Schule, Bildung, Vorbereitung der Kinder mit Sprachdefiziten sollen ab sofort mit Prio 1 behandelt werden. Ich hätte eine verpflichtende Vorschulklasse für besser gehalten. Kann sich irgendwann ja vielleicht doch noch mal als sinnvoller durchsetzen… Positiv: Ältere Schüler sollen endlich intensiver mit der Berufswelt vertraut gemacht werden. Prima, manchmal könnte möglicherweise schon ein Werkunterricht durch Handwerker weiterhelfen. Künstliche Intelligenz soll in der schulischen Breite vermittelt werden. 
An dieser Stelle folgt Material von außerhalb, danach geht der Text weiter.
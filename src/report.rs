//! Terminal tables for result rows and run summaries.

use comfy_table::{Attribute, Cell, CellAlignment, Color, Table, modifiers, presets};

use crate::devices::CurveRow;
use crate::dispatch::{ArbitrageOutcome, LimitOutcome, LoadFollowingOutcome, TransactionKind};
use crate::sim::advisory::Advisory;
use crate::sim::kpi::KpiReport;
use crate::sizing::Sizing;

const TIME_FORMAT: &str = "%Y-%m-%d %H:%M";

fn new_table(header: Vec<&str>) -> Table {
    let mut table = Table::new();
    table
        .load_preset(presets::UTF8_FULL_CONDENSED)
        .apply_modifier(modifiers::UTF8_ROUND_CORNERS)
        .enforce_styling()
        .set_header(header);
    table
}

fn kw(value: f64) -> Cell {
    Cell::new(format!("{value:.2}")).set_alignment(CellAlignment::Right)
}

fn soc(value: f64) -> Cell {
    let cell = Cell::new(format!("{:.1}%", value * 100.0)).set_alignment(CellAlignment::Right);
    if value <= 0.0 {
        cell.fg(Color::Red)
    } else {
        cell
    }
}

/// Battery power cell, green while charging and red while discharging.
fn battery_power(value: f64) -> Cell {
    let cell = kw(value);
    if value > 0.0 {
        cell.fg(Color::Green)
    } else if value < 0.0 {
        cell.fg(Color::Red)
    } else {
        cell.add_attribute(Attribute::Dim)
    }
}

pub fn build_curves_table(rows: &[CurveRow]) -> Table {
    let mut table = new_table(vec!["Time", "SOC", "Power, kW", "Energy, kWh"]);
    for row in rows {
        table.add_row(vec![
            Cell::new(row.datetime.format(TIME_FORMAT)),
            soc(row.soc),
            battery_power(row.power_kw),
            kw(row.energy_kwh),
        ]);
    }
    table
}

pub fn build_transactions_table(outcome: &ArbitrageOutcome) -> Table {
    let mut table = new_table(vec!["Time", "Type", "Price, €/MWh", "Volume, MWh", "Revenue, €"]);
    for t in &outcome.transactions {
        table.add_row(vec![
            Cell::new(t.datetime.format(TIME_FORMAT)),
            Cell::new(t.kind).fg(match t.kind {
                TransactionKind::Buy => Color::Green,
                TransactionKind::Sell => Color::Red,
            }),
            kw(t.price_eur_per_mwh),
            Cell::new(format!("{:.3}", t.volume_mwh)).set_alignment(CellAlignment::Right),
            kw(t.revenue_eur),
        ]);
    }
    table
}

pub fn build_limit_table(outcome: &LimitOutcome) -> Table {
    let mut table = new_table(vec!["Time", "Original, kW", "Battery, kW", "New, kW", "SOC"]);
    for row in &outcome.rows {
        let new = kw(row.new_kw);
        table.add_row(vec![
            Cell::new(row.datetime.format(TIME_FORMAT)),
            kw(row.original_kw),
            battery_power(row.battery_kw),
            if row.new_kw > outcome.limit_kw {
                new.fg(Color::Red)
            } else {
                new
            },
            soc(row.soc),
        ]);
    }
    table
}

pub fn build_load_following_table(outcome: &LoadFollowingOutcome) -> Table {
    let mut table = new_table(vec!["Time", "Load, kW", "Uncovered, kW", "SOC"]);
    for row in &outcome.rows {
        let uncovered = kw(row.uncovered_load_kw);
        table.add_row(vec![
            Cell::new(row.datetime.format(TIME_FORMAT)),
            kw(row.original_load_kw),
            if row.uncovered_load_kw > 0.0 {
                uncovered.fg(Color::DarkYellow)
            } else {
                uncovered
            },
            soc(row.soc),
        ]);
    }
    table
}

pub fn build_kpi_table(kpi: &KpiReport) -> Table {
    let mut table = new_table(vec![
        "Steps",
        "Charged, kWh",
        "Discharged, kWh",
        "Throughput, kWh",
        "EFC",
        "SOC range",
    ]);
    table.add_row(vec![
        Cell::new(kpi.steps),
        kw(kpi.charged_kwh),
        kw(kpi.discharged_kwh),
        kw(kpi.throughput_kwh),
        Cell::new(format!("{:.3}", kpi.equivalent_full_cycles)),
        Cell::new(format!(
            "{:.1}% .. {:.1}%",
            kpi.min_soc * 100.0,
            kpi.max_soc * 100.0
        )),
    ]);
    table
}

pub fn build_sizing_table(sizing: &Sizing) -> Table {
    let mut table = new_table(vec!["Power, kW", "Capacity, kWh", "Duration, h", "EFC", "Limit held"]);
    table.add_row(vec![
        kw(sizing.power_kw),
        kw(sizing.capacity_kwh),
        kw(sizing.rating().duration_hours()),
        Cell::new(format!("{:.3}", sizing.equivalent_full_cycles)),
        if sizing.objective_met {
            Cell::new("yes").fg(Color::Green)
        } else {
            Cell::new("no").fg(Color::Red)
        },
    ]);
    table
}

pub fn build_advisories_table(advisories: &[Advisory]) -> Table {
    let mut table = new_table(vec!["Advisory"]);
    for advisory in advisories {
        table.add_row(vec![Cell::new(advisory).fg(Color::DarkYellow)]);
    }
    table
}
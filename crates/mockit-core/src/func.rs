//! Patchable functions
//!
//! A [`FuncRef`] is the target a mock intercepts: a named body with a
//! [`Signature`] and a redirect slot. Calls made through [`FuncRef::call`]
//! reach whatever entry point is installed in the slot, while
//! [`FuncRef::call_original`] always runs the untouched body.

use crate::error::PatchError;
use crate::signature::Signature;
use crate::value::Value;
use parking_lot::RwLock;
use std::fmt;
use std::sync::{Arc, Weak};

/// Entry point a patched function is redirected to
pub type DispatchFn = Arc<dyn Fn(&[Value]) -> Vec<Value> + Send + Sync>;

type Body = dyn Fn(&[Value]) -> Vec<Value> + Send + Sync;

struct Function {
    name: String,
    signature: Signature,
    body: Box<Body>,
    redirect: RwLock<Option<DispatchFn>>,
}

/// Shared handle to a patchable function
///
/// Cloning is cheap; clones refer to the same function and the same redirect
/// slot. Two handles are equal when they refer to the same function.
#[derive(Clone)]
pub struct FuncRef(Arc<Function>);

impl FuncRef {
    /// Create function from its name, signature and body
    #[must_use]
    pub fn new<F>(name: impl Into<String>, signature: Signature, body: F) -> Self
    where
        F: Fn(&[Value]) -> Vec<Value> + Send + Sync + 'static,
    {
        Self(Arc::new(Function {
            name: name.into(),
            signature,
            body: Box::new(body),
            redirect: RwLock::new(None),
        }))
    }

    /// Function name
    #[inline]
    #[must_use]
    pub fn name(&self) -> &str {
        &self.0.name
    }

    /// Function signature
    #[inline]
    #[must_use]
    pub fn signature(&self) -> &Signature {
        &self.0.signature
    }

    /// Call the function, honouring an installed redirect
    ///
    /// # Panics
    /// Panics if `args` does not match the parameter arity.
    pub fn call(&self, args: &[Value]) -> Vec<Value> {
        self.assert_arity(args);
        // Clone the entry out so the slot is not locked while it runs.
        let entry = self.0.redirect.read().clone();
        match entry {
            Some(entry) => entry(args),
            None => (self.0.body)(args),
        }
    }

    /// Call the original body, bypassing any redirect
    ///
    /// # Panics
    /// Panics if `args` does not match the parameter arity.
    pub fn call_original(&self, args: &[Value]) -> Vec<Value> {
        self.assert_arity(args);
        (self.0.body)(args)
    }

    /// Check whether a redirect is installed
    #[inline]
    #[must_use]
    pub fn is_patched(&self) -> bool {
        self.0.redirect.read().is_some()
    }

    pub(crate) fn downgrade(&self) -> WeakFuncRef {
        WeakFuncRef(Arc::downgrade(&self.0))
    }

    pub(crate) fn install_redirect(&self, entry: DispatchFn) -> Result<(), PatchError> {
        let mut slot = self.0.redirect.write();
        if slot.is_some() {
            return Err(PatchError::AlreadyPatched {
                name: self.name().to_string(),
            });
        }
        *slot = Some(entry);
        Ok(())
    }

    /// Clear the slot if it still holds `entry`
    pub(crate) fn clear_redirect(&self, entry: &DispatchFn) -> bool {
        let mut slot = self.0.redirect.write();
        match slot.as_ref() {
            Some(current) if Arc::ptr_eq(current, entry) => {
                *slot = None;
                true
            }
            _ => false,
        }
    }

    fn assert_arity(&self, args: &[Value]) {
        assert_eq!(
            args.len(),
            self.0.signature.arity(),
            "{} called with {} arguments, signature is {}",
            self.0.name,
            args.len(),
            self.0.signature
        );
    }
}

/// Non-owning handle, held by redirect entries so a function's slot never
/// keeps the function itself alive
#[derive(Clone)]
pub(crate) struct WeakFuncRef(Weak<Function>);

impl WeakFuncRef {
    pub(crate) fn upgrade(&self) -> Option<FuncRef> {
        self.0.upgrade().map(FuncRef)
    }
}

impl PartialEq for FuncRef {
    fn eq(&self, other: &Self) -> bool {
        Arc::ptr_eq(&self.0, &other.0)
    }
}

impl fmt::Debug for FuncRef {
    fn fmt(&self, f: &mut fmt::Formatter<'_>) -> fmt::Result {
        f.debug_struct("FuncRef")
            .field("name", &self.0.name)
            .field("signature", &self.0.signature)
            .field("patched", &self.is_patched())
            .finish()
    }
}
Apropos Digitalisierung: Die Polizei wird in den kommenden Jahren  nicht nur um 400 auf 3.100 Polizisten m/w aufgestockt. Sondern: Die Streifenwagen werden digitalisiert. Bedeutet: Die Beamten nehmen einen Unfall nicht mehr mit Bleistift und Papier, sondern am Tablet auf. Bislang fahren sie mit ihrem Schreibblock auf die Wache und tippen alles (zum zweiten Mal) in den Rechner. 

Jetzt noch ein ganz “verrückter” Gedanke. Irgendwann wird es auch in Bremen möglich sein, dass die Beamten das Unfallbild von oben per Drohne festhalten. Was in Baden-Württemberg Praxis ist, scheitert bei uns an einer gesetzlichen Grundlage. Die Drohnen gibt’s schon! Bloß das Gesetz fehlt. Hammer, Schilda oder was? 

Das Bestücken aller Streifenwagen mit einem Elektro-Schocker haben die Linken erneut verhindert. Jetzt erhält – so der Kompromiss – eine spezielle Einsatzgruppe, die für etwaige Terrorfälle stets in Bremen unterwegs ist, die Taser. Diese Frauen und Männer (nicht das SEK!) sind angeblich blitzschnell an allen denkbaren Bremer Einsatzorten.

Kommen wir noch zu etwas Positivem: Bremen will sein Baurecht und die Verfahren digitalisieren und straffen, so dass wir – tempomäßig – „unter die Top 3 der 15 größten Städte kommen. Außerdem: „Wir wollen das beste digitale Bürgerservice-Angebot in Deutschland schaffen.“

Und dann hauen die Koalitionäre noch einen Schlag Sahne oben drauf: Es würden die Voraussetzungen schaffen, dass Bürger und Unternehmen – Achtung, festhalten – „den Fortgang ihrer Verwaltungsangelegenheit online verfolgen können“. 

Das ist der nackte “W a h n s i n n” !  Solch eine Zielsetzung habe ich für die Bremische Verwaltung bislang von Politikern nicht gehört. Mal schauen, was die Verwaltung am Ende daraus macht…

Jetzt muss bloß noch Geld vom Himmel regnen. Sonst können viele Vorhaben den Zustand des träumerischen Brainstormings leider nicht überwinden. 

Munter bleiben!

Herzlichst

Ihr Axel Schuller   

P.S.: Liebe Opposition, abschließend noch ungefragt ein Rat: Mauern Sie sich bloß nicht in der Trotz-Burg der Dauer-Motzer ein, sondern fordern Sie die Regierenden mit guten, noch attraktiver: besseren Vorschlägen heraus.